ASSIGNMENT: Each line starting at the one that contains "Immutable snapshot of" and ending at the one that contains "Optional record key." must be returned exactly, and the rest of the listing is left out.

SUPPLIED INFORMATION:
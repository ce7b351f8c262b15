//! Terminal UI for Partyline
//!
//! A thin shell over [`partyline_relay`] that provides terminal-specific
//! I/O. All ordering, termination, and failure handling lives in the relay
//! crate; this crate only renders the transcript and feeds entered lines
//! back in.

#![forbid(unsafe_code)]
#![deny(missing_docs)]

pub mod app;
pub mod runtime;
pub mod ui;

pub use app::{App, AppAction, AppEvent, KeyInput};
pub use runtime::{Runtime, RuntimeError};
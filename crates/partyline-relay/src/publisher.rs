//! Outbound publish path.
//!
//! Turns locally entered text into bus messages. Fire-and-forget: the input
//! surface is cleared by the UI before any broker acknowledgment, and a
//! failed send is reported inline so the user can retry the same text.

use std::sync::Arc;

use crate::{
    bus::BusProducer,
    display::DisplaySink,
    error::RelayError,
    relay::SharedState,
    session::SessionState,
};

/// Prefix applied to the local echo of an outbound line.
const LOCAL_ECHO_PREFIX: &str = "CLIENT - ";

/// Outbound publisher.
///
/// Owns the producer handle exclusively and is invoked from the UI's own
/// execution context; `publish` does not block on network acknowledgment,
/// so this is a plain synchronous call path.
pub struct Publisher<P: BusProducer, S: DisplaySink> {
    producer: P,
    topic: String,
    sink: S,
    shared: Arc<SharedState>,
}

impl<P: BusProducer, S: DisplaySink> Publisher<P, S> {
    pub(crate) fn new(producer: P, topic: String, sink: S, shared: Arc<SharedState>) -> Self {
        Self { producer, topic, sink, shared }
    }

    /// Publish one raw text line, unchanged and keyless, then echo it
    /// locally as `CLIENT - {text}`.
    ///
    /// A broker-side publish failure is reported inline through the display
    /// sink and the call still returns `Ok`; input stays enabled so the
    /// user may retry.
    ///
    /// # Errors
    ///
    /// Returns [`RelayError::SessionClosed`] once the session has closed;
    /// this is always reported to the caller, never silently ignored.
    pub fn send(&self, text: &str) -> Result<(), RelayError> {
        if self.shared.session_state() == SessionState::Closed {
            return Err(RelayError::SessionClosed);
        }

        match self.producer.publish(&self.topic, None, text) {
            Ok(()) => {
                self.sink.append_text(&format!("{LOCAL_ECHO_PREFIX}{text}"));
                Ok(())
            },
            Err(error) => {
                tracing::warn!(%error, "publish failed");
                self.sink.append_text(&format!(
                    "Unable to send message ({error}). Please retry."
                ));
                Ok(())
            },
        }
    }

    /// Release the producer handle. Idempotent.
    pub(crate) fn close(&mut self) {
        self.producer.close();
    }
}

#[cfg(test)]
#[allow(clippy::unwrap_used)]
mod tests {
    use std::sync::Mutex;

    use super::*;

    #[derive(Clone, Default)]
    struct RecordingSink {
        lines: Arc<Mutex<Vec<String>>>,
    }

    impl DisplaySink for RecordingSink {
        fn append_text(&self, text: &str) {
            self.lines.lock().unwrap().push(text.to_string());
        }

        fn set_input_enabled(&self, _enabled: bool) {}
    }

    #[derive(Default)]
    struct CapturingProducer {
        sent: Arc<Mutex<Vec<(String, Option<String>, String)>>>,
    }

    impl BusProducer for CapturingProducer {
        fn publish(&self, topic: &str, key: Option<&str>, value: &str) -> Result<(), RelayError> {
            self.sent.lock().unwrap().push((
                topic.to_string(),
                key.map(str::to_string),
                value.to_string(),
            ));
            Ok(())
        }

        fn close(&mut self) {}
    }

    struct FailingProducer;

    impl BusProducer for FailingProducer {
        fn publish(&self, _: &str, _: Option<&str>, _: &str) -> Result<(), RelayError> {
            Err(RelayError::Publish("broker unavailable".to_string()))
        }

        fn close(&mut self) {}
    }

    #[test]
    fn text_is_published_unchanged_and_echoed_with_prefix() {
        let producer = CapturingProducer::default();
        let sent = Arc::clone(&producer.sent);
        let sink = RecordingSink::default();
        let lines = Arc::clone(&sink.lines);
        let shared = Arc::new(SharedState::new(SessionState::Running));

        let publisher = Publisher::new(producer, "demo".to_string(), sink, shared);
        publisher.send("hello").unwrap();

        assert_eq!(
            sent.lock().unwrap().as_slice(),
            &[("demo".to_string(), None, "hello".to_string())]
        );
        assert_eq!(lines.lock().unwrap().as_slice(), &["CLIENT - hello".to_string()]);
    }

    #[test]
    fn publish_failure_is_reported_inline_not_propagated() {
        let sink = RecordingSink::default();
        let lines = Arc::clone(&sink.lines);
        let shared = Arc::new(SharedState::new(SessionState::Running));

        let publisher = Publisher::new(FailingProducer, "demo".to_string(), sink, shared);
        assert!(publisher.send("hello").is_ok());

        let lines = lines.lock().unwrap();
        assert_eq!(lines.len(), 1);
        assert!(lines[0].contains("broker unavailable"));
        assert!(lines[0].contains("retry"));
    }

    #[test]
    fn send_after_close_fails_with_session_closed() {
        let shared = Arc::new(SharedState::new(SessionState::Running));
        let publisher = Publisher::new(
            CapturingProducer::default(),
            "demo".to_string(),
            RecordingSink::default(),
            Arc::clone(&shared),
        );

        shared.set_session_state(SessionState::Closed);
        assert_eq!(publisher.send("hello"), Err(RelayError::SessionClosed));
    }
}
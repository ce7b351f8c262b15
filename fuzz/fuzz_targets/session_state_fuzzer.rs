//! Fuzz target for the session state machine
//!
//! Drive the machine with arbitrary event sequences and check the
//! lifecycle invariants hold no matter the order.
//!
//! # Invariants
//!
//! - States only move forward through Starting -> Running -> Closing ->
//!   Closed, never backwards
//! - Forward actions only occur while Running and never carry the token
//! - DisableInput is emitted at most once per session
//! - Every event handled after Closed fails with SessionClosed

#![no_main]

use arbitrary::Arbitrary;
use libfuzzer_sys::fuzz_target;
use partyline_relay::{Message, RelayError, Session, SessionAction, SessionEvent, SessionState};

const TOKEN: &str = "SERVER - END";

#[derive(Debug, Arbitrary)]
enum Op {
    Subscribed,
    Batch(Vec<Payload>),
    PollTransient,
    PollFatal,
    CloseRequested,
    CompleteClose,
}

#[derive(Debug, Arbitrary)]
enum Payload {
    Line(String),
    Token,
}

fn batch(payloads: Vec<Payload>) -> Vec<Message> {
    payloads
        .into_iter()
        .enumerate()
        .map(|(offset, payload)| {
            let value = match payload {
                Payload::Line(line) => line,
                Payload::Token => TOKEN.to_string(),
            };
            Message::new("fuzz", value, 0, offset as i64)
        })
        .collect()
}

fuzz_target!(|ops: Vec<Op>| {
    let mut session = Session::new(TOKEN);
    let mut disables = 0usize;

    for op in ops {
        let before = session.state();
        let event = match op {
            Op::Subscribed => SessionEvent::Subscribed,
            Op::Batch(payloads) => SessionEvent::Batch(batch(payloads)),
            Op::PollTransient => SessionEvent::PollFailed(RelayError::Poll {
                message: "transient".to_string(),
                fatal: false,
            }),
            Op::PollFatal => SessionEvent::PollFailed(RelayError::Poll {
                message: "fatal".to_string(),
                fatal: true,
            }),
            Op::CloseRequested => SessionEvent::CloseRequested,
            Op::CompleteClose => {
                session.complete_close();
                assert_eq!(session.state(), SessionState::Closed);
                continue;
            },
        };

        match session.handle(event) {
            Ok(actions) => {
                assert_ne!(before, SessionState::Closed, "closed session accepted an event");

                for action in &actions {
                    match action {
                        SessionAction::Forward(message) => {
                            assert_eq!(before, SessionState::Running);
                            assert_ne!(message.value, TOKEN, "token leaked to the display");
                        },
                        SessionAction::DisableInput => disables += 1,
                        SessionAction::CloseBus | SessionAction::Report(_) => {},
                    }
                }
            },
            Err(error) => {
                assert_eq!(before, SessionState::Closed);
                assert_eq!(error, RelayError::SessionClosed);
            },
        }

        assert!(session.state() >= before, "state moved backwards");
        assert!(disables <= 1, "input disabled more than once");
    }
});
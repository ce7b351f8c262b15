//! Error taxonomy for the relay.
//!
//! Every failure category is recovered at the boundary where it occurs and
//! converted into either a continued loop iteration or a user-visible inline
//! notification; none may terminate the hosting process. The only
//! unrecoverable condition is startup connection failure, which aborts
//! construction of the whole relay.

use thiserror::Error;

/// Errors produced by the relay and its bus backends.
#[derive(Debug, Clone, Error, PartialEq, Eq)]
pub enum RelayError {
    /// Cannot establish or subscribe at startup. Fatal to session
    /// construction; never retried automatically.
    #[error("connection failed: {0}")]
    Connection(String),

    /// Failure while draining a batch. Reported and the loop continues,
    /// unless classified connection-fatal.
    #[error("poll failed: {message}")]
    Poll {
        /// Human-readable failure description.
        message: String,
        /// Whether the failure indicates a dead connection.
        fatal: bool,
    },

    /// Broker rejected or could not confirm a send. Reported inline so the
    /// user may retry the same text.
    #[error("publish failed: {0}")]
    Publish(String),

    /// Operation attempted against a session that already reached `Closed`.
    #[error("session is closed")]
    SessionClosed,
}

impl RelayError {
    /// Returns true if this error should force the session to close.
    ///
    /// Transient poll failures (e.g. a malformed payload) are not fatal;
    /// the poll loop keeps running through them.
    pub fn is_connection_fatal(&self) -> bool {
        match self {
            Self::Connection(_) => true,
            Self::Poll { fatal, .. } => *fatal,
            Self::Publish(_) | Self::SessionClosed => false,
        }
    }
}

#[cfg(test)]
mod tests {
    use super::*;

    #[test]
    fn fatality_classification() {
        assert!(RelayError::Connection("refused".into()).is_connection_fatal());
        assert!(RelayError::Poll { message: "down".into(), fatal: true }.is_connection_fatal());
        assert!(!RelayError::Poll { message: "bad payload".into(), fatal: false }
            .is_connection_fatal());
        assert!(!RelayError::Publish("queue full".into()).is_connection_fatal());
        assert!(!RelayError::SessionClosed.is_connection_fatal());
    }
}
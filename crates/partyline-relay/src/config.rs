//! Relay configuration.
//!
//! The recognized options mirror what the underlying bus understands:
//! broker endpoints, a consumer-group identity controlling offset
//! bookkeeping, the single topic both produced and consumed, and the policy
//! applied when no committed offset exists. The termination token and poll
//! timeout are application-level knobs layered on top.

use std::{fmt, str::FromStr, time::Duration};

use thiserror::Error;

/// Reserved payload that signals end-of-session.
///
/// A message whose value exactly equals this literal is a control signal,
/// not a chat line, and is never forwarded to the display.
pub const END_OF_SESSION: &str = "SERVER - END";

/// Default bound on a single poll call.
pub const DEFAULT_POLL_TIMEOUT: Duration = Duration::from_millis(100);

/// Policy applied when the consumer group has no committed offset.
#[derive(Debug, Clone, Copy, PartialEq, Eq, Default)]
pub enum OffsetReset {
    /// Replay from the start of the topic.
    #[default]
    Earliest,
    /// Read only messages published from now on.
    Latest,
}

impl OffsetReset {
    /// Wire/config string form (`earliest` / `latest`).
    pub fn as_str(self) -> &'static str {
        match self {
            Self::Earliest => "earliest",
            Self::Latest => "latest",
        }
    }
}

impl fmt::Display for OffsetReset {
    fn fmt(&self, f: &mut fmt::Formatter<'_>) -> fmt::Result {
        f.write_str(self.as_str())
    }
}

/// Error returned when parsing an unrecognized offset-reset policy.
#[derive(Debug, Clone, Error, PartialEq, Eq)]
#[error("unrecognized offset reset policy: {0:?} (expected \"earliest\" or \"latest\")")]
pub struct ParseOffsetResetError(String);

impl FromStr for OffsetReset {
    type Err = ParseOffsetResetError;

    fn from_str(s: &str) -> Result<Self, Self::Err> {
        match s {
            "earliest" => Ok(Self::Earliest),
            "latest" => Ok(Self::Latest),
            other => Err(ParseOffsetResetError(other.to_string())),
        }
    }
}

/// Configuration for one relay instance.
#[derive(Debug, Clone, PartialEq, Eq)]
pub struct RelayConfig {
    /// Broker connection endpoint(s), `host:port` comma-separated.
    pub bootstrap_servers: String,
    /// Consumer-group identity; offset bookkeeping is shared within a group.
    pub group_id: String,
    /// Channel name both produced to and consumed from.
    pub topic: String,
    /// Read position when the group has no committed offset.
    pub offset_reset: OffsetReset,
    /// Reserved payload detected by the terminal predicate.
    pub termination_token: String,
    /// Upper bound on a single poll call.
    pub poll_timeout: Duration,
}

impl RelayConfig {
    /// Configuration for the given topic and group with default endpoints,
    /// the reserved [`END_OF_SESSION`] token, and the default poll timeout.
    pub fn new(topic: impl Into<String>, group_id: impl Into<String>) -> Self {
        Self {
            bootstrap_servers: "127.0.0.1:9092".to_string(),
            group_id: group_id.into(),
            topic: topic.into(),
            offset_reset: OffsetReset::default(),
            termination_token: END_OF_SESSION.to_string(),
            poll_timeout: DEFAULT_POLL_TIMEOUT,
        }
    }
}

#[cfg(test)]
mod tests {
    use super::*;

    #[test]
    fn offset_reset_round_trips_through_strings() {
        assert_eq!("earliest".parse(), Ok(OffsetReset::Earliest));
        assert_eq!("latest".parse(), Ok(OffsetReset::Latest));
        assert_eq!(OffsetReset::Latest.to_string(), "latest");
    }

    #[test]
    fn unknown_offset_reset_is_rejected() {
        assert!(OffsetReset::from_str("newest").is_err());
    }

    #[test]
    fn defaults_carry_reserved_token_and_timeout() {
        let config = RelayConfig::new("demo", "group-a");
        assert_eq!(config.termination_token, END_OF_SESSION);
        assert_eq!(config.poll_timeout, DEFAULT_POLL_TIMEOUT);
        assert_eq!(config.offset_reset, OffsetReset::Earliest);
    }
}
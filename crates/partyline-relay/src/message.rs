//! Inbound message record.

/// A message drained from the bus.
///
/// Immutable snapshot of one record as the broker returned it. `partition`
/// and `offset` are broker-assigned, read-only metadata used only for
/// diagnostics, never for application logic; delivery order is guaranteed
/// only within a partition.
#[derive(Debug, Clone, PartialEq, Eq)]
pub struct Message {
    /// Topic the message was consumed from.
    pub topic: String,
    /// Optional record key.
    pub key: Option<String>,
    /// UTF-8 text line carried as the raw payload.
    pub value: String,
    /// Partition the broker assigned the record to.
    pub partition: i32,
    /// Position of the record within its partition.
    pub offset: i64,
}

impl Message {
    /// Create a keyless message for the given topic and position.
    pub fn new(
        topic: impl Into<String>,
        value: impl Into<String>,
        partition: i32,
        offset: i64,
    ) -> Self {
        Self { topic: topic.into(), key: None, value: value.into(), partition, offset }
    }
}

RESULT OF THIS EXERCISE:
/// Immutable snapshot of one record as the broker returned it. `partition`
/// and `offset` are broker-assigned, read-only metadata used only for
/// diagnostics, never for application logic; delivery order is guaranteed
/// only within a partition.
#[derive(Debug, Clone, PartialEq, Eq)]
pub struct Message {
    /// Topic the message was consumed from.
    pub topic: String,
    /// Optional record key.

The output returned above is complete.